■ EXERCISE AIM: What you return should be each line of the data containing the string "BTreeMap".

───── MATERIAL FOR THIS EXERCISE

impl World {
    pub fn new(
        rules: RulesConfig,
        templates: impl IntoIterator<Item = UnitTemplate>,
        layout: &MapLayout,
        player: Race,
    ) -> Result<Self> {
        let mut ledger = PlayerLedger::new(player);
        for (race, tile) in layout.warehouses() {
            ledger.set_warehouse(*race, *tile);
        }

        Ok(Self {
            map: GridMap::from_layout(layout),
            ledger,
            hud: HudLog::default(),
            graph: Arc::new(unit_graph()?),
            rules,
            templates: templates
                .into_iter()
                .map(|template| (template.name.clone(), template))
                .collect(),
            units: BTreeMap::new(),
            productions: Vec::new(),
            pool: UnitPool::default(),
            effects: Vec::new(),
            queue: Vec::new(),
            next_id: 1,
            ticks: 0,
            clock: 0.0,
        })
    }

    /// Builds the world described by loaded content and applies its scenario.
    pub fn from_content(content: &Content) -> Result<Self> {
        let mut world = Self::new(
            content.rules,
            content.units.iter().cloned(),
            &content.map,
            content.scenario.player,
        )?;
        world.apply_scenario(&content.scenario)?;
        Ok(world)
    }

    /// Spawns the scenario's units, selects them, and hands out their orders.
    ///
    /// Returns the ids in scenario order.
    pub fn apply_scenario(&mut self, scenario: &Scenario) -> Result<Vec<EntityId>> {
        let ids = scenario
            .units
            .iter()
            .map(|spawn| self.spawn(&spawn.template, spawn.race, spawn.tile))
            .collect::<Result<Vec<_>>>()?;

        for (index, (spawn, id)) in scenario.units.iter().zip(&ids).enumerate() {
            if spawn.selected {
                self.select(*id)?;
            }
            match spawn.order {
                Some(OrderSpec::Move(tile)) => self.move_to(*id, tile)?,
                Some(OrderSpec::Harvest(tile)) => self.harvest(*id, tile)?,
                Some(OrderSpec::Attack(target)) => {
                    let target = *ids
                        .get(target)
                        .ok_or(WorldError::UnknownSpawnTarget { index, target })?;
                    self.attack(*id, target)?;
                }
                None => {}
            }
        }

        info!(units = ids.len(), player = %scenario.player, "scenario applied");
        Ok(ids)
    }

    // Orders

    /// Places a unit of `template` on `tile`, reusing a pooled one if any.
    pub fn spawn(&mut self, template: &str, race: Race, tile: Position) -> Result<EntityId> {
        let template = self
            .templates
            .get(template)
            .ok_or_else(|| WorldError::UnknownTemplate(template.to_owned()))?;
        if !self.map.contains(tile) {
            return Err(WorldError::OffMap(tile));
        }
        if !self.map.is_walkable(tile) {
            return Err(WorldError::Blocked(tile));
        }

        let (unit, kit) = match self.pool.take(&template.name, race) {
            Some((mut unit, kit)) => {
                kit.reset(tile);
                unit.recycle();
                (unit, kit)
            }
            None => {
                let id = EntityId(self.next_id);
                self.next_id += 1;
                UnitKit::assemble(
                    id,
                    race,
                    template,
                    tile,
                    self.rules.unit,
                    Arc::clone(&self.graph),
                )?
            }
        };

        let id = unit.id();
        if race == self.ledger.player() {
            self.ledger.claim(id);
        }
        info!(entity = %id, template = %template.name, race = %race, tile = ?tile, "unit spawned");
        self.units.insert(id, Entry { unit, kit });
        Ok(id)
    }

    /// Spawns a unit that stays hidden until `producer` finishes it in
    /// `duration` seconds.
    pub fn produce(
        &mut self,
        template: &str,
        race: Race,
        tile: Position,
        producer: EntityId,
        duration: f64,
    ) -> Result<EntityId> {
        let id = self.spawn(template, race, tile)?;
        let entry = self.units.get_mut(&id).ok_or(WorldError::UnknownEntity(id))?;
        entry.unit.begin_production()?;
        self.productions.push(Production::new(id, producer, duration));
        debug!(entity = %id, producer = %producer, duration, "production started");
        Ok(id)
    }

    pub fn move_to(&mut self, id: EntityId, tile: Position) -> Result<()> {
        if !self.map.contains(tile) {
            return Err(WorldError::OffMap(tile));
        }
        let entry = live(&mut self.units, id)?;
        interrupt(id, &entry.kit, &mut self.queue);
        entry.kit.mover.lock().set_destination(tile);
        self.deliver_events();
        debug!(entity = %id, tile = ?tile, "move ordered");
        Ok(())
    }

    pub fn harvest(&mut self, id: EntityId, tile: Position) -> Result<()> {
        let kind = self
            .map
            .resource_at(tile)
            .ok_or(WorldError::NoResource(tile))?;
        let entry = live(&mut self.units, id)?;
        if !entry.kit.harvester.lock().can_harvest() {
            return Err(WorldError::CannotHarvest(id));
        }

        interrupt(id, &entry.kit, &mut self.queue);
        if let Some(event) = entry.kit.harvester.lock().start(kind, tile) {
            self.queue.push((id, event));
        }
        self.deliver_events();
        debug!(entity = %id, resource = %kind, tile = ?tile, "harvest ordered");
        Ok(())
    }

    pub fn attack(&mut self, id: EntityId, target: EntityId) -> Result<()> {
        match self.units.get(&target) {
            Some(entry) if !entry.unit.body().is_dead() => {}
            Some(_) => return Err(WorldError::Dead(target)),
            None => return Err(WorldError::UnknownEntity(target)),
        }
        let entry = live(&mut self.units, id)?;
        if id == target || !entry.kit.combat.lock().can_attack() {
            return Err(WorldError::CannotAttack(id));
        }

        interrupt(id, &entry.kit, &mut self.queue);
        entry.kit.combat.lock().engage(target);
        self.queue.push((id, UnitEvent::AttackStarted { target }));
        self.deliver_events();
        debug!(entity = %id, target = %target, "attack ordered");
        Ok(())
    }

    /// Halts movement, extraction and combat.
    pub fn stop(&mut self, id: EntityId) -> Result<()> {
        let entry = live(&mut self.units, id)?;
        interrupt(id, &entry.kit, &mut self.queue);
        entry.kit.mover.lock().stop();
        self.deliver_events();
        Ok(())
    }

    /// Deals `amount` damage outside of combat. Returns the life left.
    pub fn damage(&mut self, id: EntityId, amount: u32) -> Result<u32> {
        let entry = self
            .units
            .get_mut(&id)
            .ok_or(WorldError::UnknownEntity(id))?;
        let stats = entry.unit.stats_mut();
        stats.take_damage(amount);
        Ok(stats.life())
    }

    /// Adds the unit to the player's selection if it can be picked.
    pub fn select(&mut self, id: EntityId) -> Result<bool> {
        let entry = self
            .units
            .get(&id)
            .ok_or(WorldError::UnknownEntity(id))?;
        let body = entry.unit.body();
        let mut hitbox = entry.kit.hitbox.lock();
        if !hitbox.selectable || !body.is_visible() || !body.is_displayed() {
            return Ok(false);
        }
        hitbox.highlighted = true;
        self.hud.select(id);
        Ok(true)
    }

    // Simulation

    pub fn tick(&mut self, delta: f64) {
        self.ticks += 1;
        self.clock += delta;
        trace!(tick = self.ticks, delta, "tick");

        self.advance_producers(delta);
        self.deliver_events();
        self.update_units(delta);
        self.reap();
        self.effects.retain_mut(|effect| effect.age(delta));
    }

    /// Runs `ticks` ticks of the configured length.
    pub fn run(&mut self, ticks: u64) {
        let delta = self.rules.simulation.tick_seconds;
        for _ in 0..ticks {
            self.tick(delta);
        }
    }

    fn advance_producers(&mut self, delta: f64) {
        let queue = &mut self.queue;
        self.productions.retain_mut(|production| match production.advance(delta) {
            Some(event) => {
                queue.push((production.unit, event));
                false
            }
            None => true,
        });

        for (id, entry) in &self.units {
            entry.kit.sprite.lock().advance(delta);
            if entry.unit.state() == UnitStateKind::Die {
                continue;
            }

            let progress = {
                let mut mover = entry.kit.mover.lock();
                mover.advance(delta, &self.map);
                Progress {
                    tile: mover.tile(),
                    moving: mover.is_moving(),
                    carrying: entry.unit.body().flags().carry_resource().is_some(),
                    warehouse: self.ledger.warehouse(entry.unit.body().stats().race()),
                }
            };
            let map = &self.map;
            let events = entry.kit.harvester.lock().advance(delta, progress, |tile| {
                map.resource_at(tile).is_some()
            });
            self.queue.extend(events.into_iter().map(|event| (*id, event)));
        }

        self.advance_combat(delta);
    }

    fn advance_combat(&mut self, delta: f64) {
        let targets: BTreeMap<EntityId, (Position, bool, bool)> = self
            .units
            .iter()
            .map(|(id, entry)| {
                let body = entry.unit.body();
                (*id, (entry.kit.tile(), body.is_dead(), body.is_visible()))
            })
            .collect();

        let mut hits = Vec::new();
        for (id, entry) in &self.units {
            if entry.unit.body().is_dead() {
                continue;
            }
            let mut combat = entry.kit.combat.lock();
            let Some(target) = combat.target() else {
                continue;
            };

            match targets.get(&target) {
                Some(&(tile, false, visible)) => {
                    let mut mover = entry.kit.mover.lock();
                    if mover.tile().chebyshev(tile) <= combat.range() {
                        mover.stop();
                        if visible && let Some(damage) = combat.swing(delta) {
                            hits.push((*id, target, damage));
                        }
                    } else if mover.destination() != Some(tile) {
                        mover.set_destination(tile);
                    }
                }
                _ => {
                    combat.disengage();
                    self.queue.push((*id, UnitEvent::AttackStopped));
                }
            }
        }

        for (attacker, target, damage) in hits {
            if let Some(entry) = self.units.get_mut(&target) {
                let stats = entry.unit.stats_mut();
                stats.take_damage(damage);
                debug!(entity = %attacker, target = %target, damage, life = stats.life(), "hit");
            }
        }
    }

    fn deliver_events(&mut self) {
        let mut services = Services::new(&mut self.map, &mut self.ledger, &mut self.hud);
        for (id, event) in self.queue.drain(..) {
            match self.units.get_mut(&id) {
                Some(entry) => entry.unit.handle(event, &mut services),
                None => trace!(entity = %id, event = event.name(), "event for a removed unit"),
            }
        }
    }

    fn update_units(&mut self, delta: f64) {
        let mut services = Services::new(&mut self.map, &mut self.ledger, &mut self.hud);
        for entry in self.units.values_mut() {
            entry.unit.update(delta, &mut services);
        }
    }

    fn reap(&mut self) {
        let destroyed: Vec<EntityId> = self
            .units
            .iter()
            .filter(|(_, entry)| entry.unit.body().is_destroyed())
            .map(|(id, _)| *id)
            .collect();

        for id in destroyed {
            let Some(entry) = self.units.remove(&id) else {
                continue;
            };
            let race = entry.unit.body().stats().race();
            let tile = entry.kit.tile();

            self.effects.push(Effect::new(
                EffectKind::Corpse { unit: id, race },
                tile,
                self.rules.simulation.corpse_delay,
            ));
            self.ledger.release(id);
            self.hud.remove_from_selection(id);
            self.productions.retain(|production| production.unit != id);
            info!(entity = %id, race = %race, tile = ?tile, "unit removed");

            self.pool.put(race, entry.unit, entry.kit);
        }
    }

    // Queries

    pub fn unit(&self, id: EntityId) -> Option<&Unit> {
        self.units.get(&id).map(|entry| &entry.unit)
    }

    pub fn kit(&self, id: EntityId) -> Option<&UnitKit> {
        self.units.get(&id).map(|entry| &entry.kit)
    }

    pub fn state(&self, id: EntityId) -> Option<UnitStateKind> {
        self.unit(id).map(Unit::state)
    }

    pub fn units(&self) -> impl Iterator<Item = &Unit> {
        self.units.values().map(|entry| &entry.unit)
    }

    pub fn unit_count(&self) -> usize {
        self.units.len()
    }

    /// Number of live units per state.
    pub fn state_counts(&self) -> BTreeMap<UnitStateKind, usize> {
        let mut counts = BTreeMap::new();
        for unit in self.units() {
            *counts.entry(unit.state()).or_default() += 1;
        }
        counts
    }

    pub fn map(&self) -> &GridMap {
        &self.map
    }

    pub fn ledger(&self) -> &PlayerLedger {
        &self.ledger
    }

    pub fn ledger_mut(&mut self) -> &mut PlayerLedger {
        &mut self.ledger
    }

    pub fn hud(&self) -> &HudLog {
        &self.hud
    }

    pub fn effects(&self) -> &[Effect] {
        &self.effects
    }

    pub fn pool(&self) -> &UnitPool {
        &self.pool
    }

    pub fn productions(&self) -> &[Production] {
        &self.productions
    }

    pub fn rules(&self) -> &RulesConfig {
        &self.rules
    }

    pub fn ticks(&self) -> u64 {
        self.ticks
    }

    /// Simulated seconds so far.
    pub fn clock(&self) -> f64 {
        self.clock
    }
}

──────────

■ EXERCISE RESPONSE:
            units: BTreeMap::new(),
        let targets: BTreeMap<EntityId, (Position, bool, bool)> = self
    pub fn state_counts(&self) -> BTreeMap<UnitStateKind, usize> {
        let mut counts = BTreeMap::new();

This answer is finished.